Paprium’s road to release has been quite a tumultuous one, to put it mildly. The product of WaterMelon Games’ ‘Magical Game Factory’ crowdfunding campaign which kicked off way back in 2012, this scrolling fighter was intended to push the Sega Mega Drive / Genesis hardware to its absolute limit via custom chips and ingenious programming techniques. WaterMelon, you might recall, is the indie behind Pier Solar, another Mega Drive release that eventually made its way to the Wii U. Given the surge of interest in retro games of late – and the mini-revival in the belt-scrolling beat ’em up genre – it’s easy to see why Paprium garnered so much attention when it was officially announced for pre-order back in 2017. However, since then, there’s been a mountain of negative press surrounding the title and WaterMelon’s current boss, Gwénaël Godde, better known as Fonzie.

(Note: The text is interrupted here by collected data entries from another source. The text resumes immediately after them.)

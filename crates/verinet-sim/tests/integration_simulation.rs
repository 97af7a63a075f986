// crates/verinet-sim/tests/integration_simulation.rs
//
// End-to-end tests for the Verinet simulator.
//
// Drives full simulations through the public API of verinet-sim and checks
// reproducibility, trust bounds, deregistration, and the written reports.

use std::fs;
use std::path::PathBuf;

use uuid::Uuid;

use verinet_core::{ClaimResult, VoterId};
use verinet_reputation::{TrustLedger, VoteOutcome};
use verinet_sim::report::{INFO_FILE, STATS_FILE};
use verinet_sim::{SimConfig, SimTask, SimulationDriver, SimulationReport};

// ---------------------------------------------------------------------------
// Helpers
// ---------------------------------------------------------------------------

/// Create a temporary directory using UUID to avoid conflicts.
fn temp_dir(label: &str) -> PathBuf {
    let path = std::env::temp_dir().join(format!("verinet_test_{}_{}", label, Uuid::now_v7()));
    fs::create_dir_all(&path).unwrap();
    path
}

fn traced(seed: u64) -> SimConfig {
    SimConfig {
        voters: 10,
        duration: 80,
        articles_per_voter: 4,
        query_interval: 7,
        seed,
        record_trace: true,
        ..Default::default()
    }
}

fn votes_by(ledger: &TrustLedger, voter: VoterId) -> usize {
    ledger
        .claims()
        .iter()
        .filter(|claim| claim.vote_of(voter).is_some())
        .count()
}

// ---------------------------------------------------------------------------
// Determinism
// ---------------------------------------------------------------------------

#[test]
fn test_same_seed_reproduces_trace_and_weights() {
    let mut first = SimulationDriver::new(traced(99)).unwrap();
    let mut second = SimulationDriver::new(traced(99)).unwrap();
    let a = first.run();
    let b = second.run();

    assert_eq!(a.trace, b.trace);
    assert_eq!(a.trust_weights, b.trust_weights);
    assert_eq!(a.counters, b.counters);
    assert_eq!(first.voter_kinds(), second.voter_kinds());
    assert_ne!(a.run_id, b.run_id);

    let votes_a: Vec<_> = first.ledger().claims().iter().map(|c| c.votes().clone()).collect();
    let votes_b: Vec<_> = second.ledger().claims().iter().map(|c| c.votes().clone()).collect();
    assert_eq!(votes_a, votes_b);
}

#[test]
fn test_trace_is_ordered_by_time_then_sequence() {
    let mut driver = SimulationDriver::new(traced(5)).unwrap();
    let outcome = driver.run();
    let trace = outcome.trace.unwrap();

    assert_eq!(trace.len() as u64, outcome.resumptions);
    for pair in trace.windows(2) {
        assert!(
            (pair[0].at, pair[0].seq) < (pair[1].at, pair[1].seq),
            "out of order: {:?} then {:?}",
            pair[0],
            pair[1]
        );
    }
    assert!(trace.iter().all(|e| e.at < 80));
    assert!(trace.iter().any(|e| e.task == SimTask::Clock));
}

// ---------------------------------------------------------------------------
// Trust dynamics
// ---------------------------------------------------------------------------

#[test]
fn test_trust_weights_stay_in_unit_interval() {
    for seed in [1, 2, 3] {
        let mut driver = SimulationDriver::new(SimConfig {
            voters: 15,
            duration: 100,
            seed,
            ..Default::default()
        })
        .unwrap();
        let outcome = driver.run();
        for (voter, w) in &outcome.trust_weights {
            assert!((0.0..=1.0).contains(w), "voter {} weight {}", voter, w);
        }
        for info in driver.ledger().per_voter_info().values() {
            assert!((0.0..=1.0).contains(&info.actual_trust_weight));
        }
    }
}

#[test]
fn test_honest_network_keeps_high_trust() {
    let mut driver = SimulationDriver::new(SimConfig {
        voters: 20,
        duration: 100,
        very_trustworthy_pct: 100,
        malicious_pct: 0,
        seed: 8,
        ..Default::default()
    })
    .unwrap();
    let outcome = driver.run();

    let mean: f64 =
        outcome.trust_weights.values().sum::<f64>() / outcome.trust_weights.len() as f64;
    assert!(mean > 0.75, "mean trust {}", mean);
}

#[test]
fn test_five_voter_scenario_through_public_api() {
    let mut ledger = TrustLedger::new();
    for v in 1..=5 {
        ledger.register(VoterId(v));
    }
    let claim = ledger
        .publish(Some(3), "title", "content", VoterId(1), true)
        .unwrap()
        .id()
        .clone();

    for (v, vote) in (1..=5).zip([true, true, false, true, false]) {
        assert_eq!(ledger.cast_vote(VoterId(v), &claim, vote), VoteOutcome::Accepted);
    }

    assert_eq!(ledger.result_by_id(&claim), Some(ClaimResult::MajorityTrue));
    let w = |v: u32| ledger.trust_weight(VoterId(v)).unwrap();
    for yes in [1, 2, 4] {
        for no in [3, 5] {
            assert!(w(yes) >= w(no));
        }
    }
}

// ---------------------------------------------------------------------------
// Deregistration
// ---------------------------------------------------------------------------

#[test]
fn test_deregistered_voter_stops_voting_mid_run() {
    let mut driver = SimulationDriver::new(SimConfig {
        voters: 4,
        duration: 60,
        articles_per_voter: 6,
        seed: 21,
        ..Default::default()
    })
    .unwrap();

    driver.run_until(30);
    let before = votes_by(driver.ledger(), VoterId(1));
    assert_eq!(before, driver.ledger().claim_count());

    driver.ledger_mut().deregister(VoterId(1));
    let rejected_before = driver.counters().votes_rejected;
    driver.run_until(60);

    assert!(driver.ledger().claim_count() > before);
    assert_eq!(votes_by(driver.ledger(), VoterId(1)), before);
    assert!(driver.counters().votes_rejected > rejected_before);
    // Past votes still count toward recomputation.
    assert!(driver.ledger().trust_weights().contains_key(&VoterId(1)));

    let late = driver.ledger().claims().last().unwrap().id().clone();
    assert_eq!(
        driver.ledger_mut().cast_vote(VoterId(1), &late, true),
        driver.ledger_mut().cast_vote(VoterId(99), &late, true)
    );
}

#[test]
fn test_reregistered_voter_skips_claims_from_inactive_window() {
    let mut driver = SimulationDriver::new(SimConfig {
        voters: 4,
        duration: 90,
        articles_per_voter: 9,
        seed: 13,
        ..Default::default()
    })
    .unwrap();

    // Publishes every 10; claims from t=30 and t=40 land while voter 1 is
    // inactive.
    driver.run_until(30);
    let active_before = driver.ledger().claim_count();
    driver.ledger_mut().deregister(VoterId(1));
    driver.run_until(50);
    let inactive_window = driver.ledger().claim_count();
    driver.ledger_mut().register(VoterId(1));
    driver.run_until(90);

    let claims = driver.ledger().claims();
    assert!(claims.len() > inactive_window);
    for (i, claim) in claims.iter().enumerate() {
        let voted = claim.vote_of(VoterId(1)).is_some();
        let skipped = (active_before..inactive_window).contains(&i);
        assert_eq!(voted, !skipped, "claim #{} voted={}", i, voted);
    }
}

// ---------------------------------------------------------------------------
// Reports
// ---------------------------------------------------------------------------

#[test]
fn test_report_files_are_written() {
    let dir = temp_dir("report");
    let mut driver = SimulationDriver::new(SimConfig {
        voters: 6,
        duration: 50,
        report_interval: 5,
        seed: 4,
        ..Default::default()
    })
    .unwrap();
    let outcome = driver.run();
    let report = SimulationReport::build(&driver, &outcome).unwrap();

    let info_path = report.write_info(&dir).unwrap();
    let json_path = report.write_json(&dir).unwrap();
    assert_eq!(info_path, dir.join(INFO_FILE));
    assert_eq!(json_path, dir.join(STATS_FILE));

    let info = fs::read_to_string(&info_path).unwrap();
    assert!(info.contains("Number of voters in the network (N): 6"));
    assert!(info.ends_with("End of simulation\n"));

    let json: serde_json::Value =
        serde_json::from_str(&fs::read_to_string(&json_path).unwrap()).unwrap();
    assert_eq!(json["voters"], 6);
    assert_eq!(json["voter_rows"].as_array().unwrap().len(), 6);
    let series = json["stats"]["1"].as_array().unwrap();
    assert_eq!(series.len(), 1 + report.claims / 5);
    assert_eq!(series[0]["trust_weight"], 1.0);

    fs::remove_dir_all(&dir).unwrap();
}
// crates/verinet-core/src/lib.rs
//
// verinet-core: Core types, claim identity, and error primitives for the
// Verinet content-verification network.
//
// This is the leaf crate that the other crates in the workspace depend on.
// It defines the claim record and its weighted-majority result, voter
// identities and behavioral kinds, claim id derivation, and the error type.

pub mod claim;
pub mod crypto;
pub mod error;
pub mod identity;

// Re-export key types for ergonomic access from downstream crates.
// Usage: `use verinet_core::ClaimRecord;`

// Claim types
pub use claim::{validate_category, ClaimId, ClaimRecord, ClaimResult, TrustWeights, CATEGORY_RANGE};

// Identity types
pub use identity::{VoterId, VoterKind};

// Error type
pub use error::VerinetError;
// crates/verinet-sim/src/output.rs
//
// Terminal output for the simulator: a per-kind summary table and JSON.

use serde::Serialize;
use tabled::{Table, Tabled};
use verinet_core::VoterKind;

use crate::report::{SimulationReport, VoterRow};

/// One voter kind in the summary table.
#[derive(Debug, Clone, PartialEq, Tabled)]
pub struct KindSummaryRow {
    #[tabled(rename = "Type")]
    pub kind: String,
    #[tabled(rename = "Voters")]
    pub voters: usize,
    #[tabled(rename = "Mean Votes")]
    pub mean_votes: String,
    #[tabled(rename = "Mean Trust")]
    pub mean_trust: String,
    #[tabled(rename = "Mean Actual Trust")]
    pub mean_actual_trust: String,
}

/// Summarize the final per-voter rows of `report` by kind.
pub fn kind_summary(report: &SimulationReport) -> Vec<KindSummaryRow> {
    VoterKind::ALL
        .iter()
        .map(|&kind| {
            let rows: Vec<&VoterRow> = report.voter_rows.iter().filter(|r| r.kind == kind).collect();
            KindSummaryRow {
                kind: kind.label().to_string(),
                voters: rows.len(),
                mean_votes: mean_of(&rows, |r| r.votes as f64),
                mean_trust: mean_of(&rows, |r| r.trust_weight),
                mean_actual_trust: mean_of(&rows, |r| r.actual_trust_weight),
            }
        })
        .collect()
}

fn mean_of(rows: &[&VoterRow], field: impl Fn(&VoterRow) -> f64) -> String {
    if rows.is_empty() {
        return "NA".to_string();
    }
    let sum: f64 = rows.iter().map(|&r| field(r)).sum();
    format!("{:.4}", sum / rows.len() as f64)
}

/// Format a slice of Tabled items as a table string.
pub fn format_table<T: Tabled>(data: &[T]) -> String {
    Table::new(data).to_string()
}

/// Format a serializable value as a pretty-printed JSON string.
pub fn format_json<T: Serialize>(data: &T) -> String {
    serde_json::to_string_pretty(data).unwrap_or_else(|e| format!("JSON serialization error: {}", e))
}
// crates/verinet-sim/src/lib.rs
//
// verinet-sim: Discrete-event simulation of the Verinet network.
//
// A single-threaded scheduler drives every agent's publish, vote and query
// behaviors against one shared trust ledger. Because each task runs to
// completion before the next is popped, the ledger needs no locking.

pub mod agent;
pub mod config;
pub mod driver;
pub mod output;
pub mod report;
pub mod scheduler;

pub use agent::{Action, Agent, Behavior, VoteRound};
pub use config::SimConfig;
pub use driver::{SimCounters, SimTask, SimulationDriver, SimulationOutcome, TraceEntry};
pub use report::SimulationReport;
pub use scheduler::{Process, Scheduler, SimTime, Wakeup};
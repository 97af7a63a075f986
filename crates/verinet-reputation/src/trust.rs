// crates/verinet-reputation/src/trust.rs
//
// Trust formula: the share of a voter's votes that agreed with the
// reference outcome (weighted-majority result or ground truth).

use serde::{Deserialize, Serialize};

/// Trust value for a voter with the given agreement counts.
///
/// Returns 1.0 when the voter has no qualifying votes.
pub fn calculate_trust(correct: u64, incorrect: u64) -> f64 {
    let total = correct + incorrect;
    if total == 0 {
        1.0
    } else {
        correct as f64 / total as f64
    }
}

/// Running count of agreeing and disagreeing votes.
#[derive(Debug, Clone, Copy, Default, PartialEq, Eq, Serialize, Deserialize)]
pub struct VoteTally {
    pub correct: u64,
    pub incorrect: u64,
}

impl VoteTally {
    /// Count one vote.
    pub fn record(&mut self, agreed: bool) {
        if agreed {
            self.correct += 1;
        } else {
            self.incorrect += 1;
        }
    }

    pub fn total(&self) -> u64 {
        self.correct + self.incorrect
    }

    /// [`calculate_trust`] over this tally.
    pub fn trust(&self) -> f64 {
        calculate_trust(self.correct, self.incorrect)
    }
}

We were one of the many who placed a pre-order back in 2017 in the hope that we’d be playing a brand-new side-scrolling brawler on our Mega Drive consoles before long. However, as we’ve already covered on this very site, things didn’t go exactly according to plan and WaterMelon’s handling of the situation has been, at times, utterly abysmal. Paprium missed its proposed launch date and months of radio silence followed – so much so that even the game’s lead artist was left out in the cold. Fonzie has laid much of the blame on a ‘PayPal partner’ which ‘seized our funds for an unlimited period of time via a set of extortion techniques’, which apparently included ‘sub-contracting dirty business to China’. In 2019, it was revealed that development was back on track following a truly disastrous ‘launch party’ at the close of 2018, but the silence fell again until, in 2020, some people actually started receiving their copies of Paprium. We say ‘some’, because not everyone who pre-ordered in 2017 got one (including us), and in early 2021, Fonzie sent out a rather troubling email that did little to inspire confidence; he claimed that the game was being developed ‘for free’ due to the lack of access to funds and that WaterMelon was going to sell its IP or order to raise cash.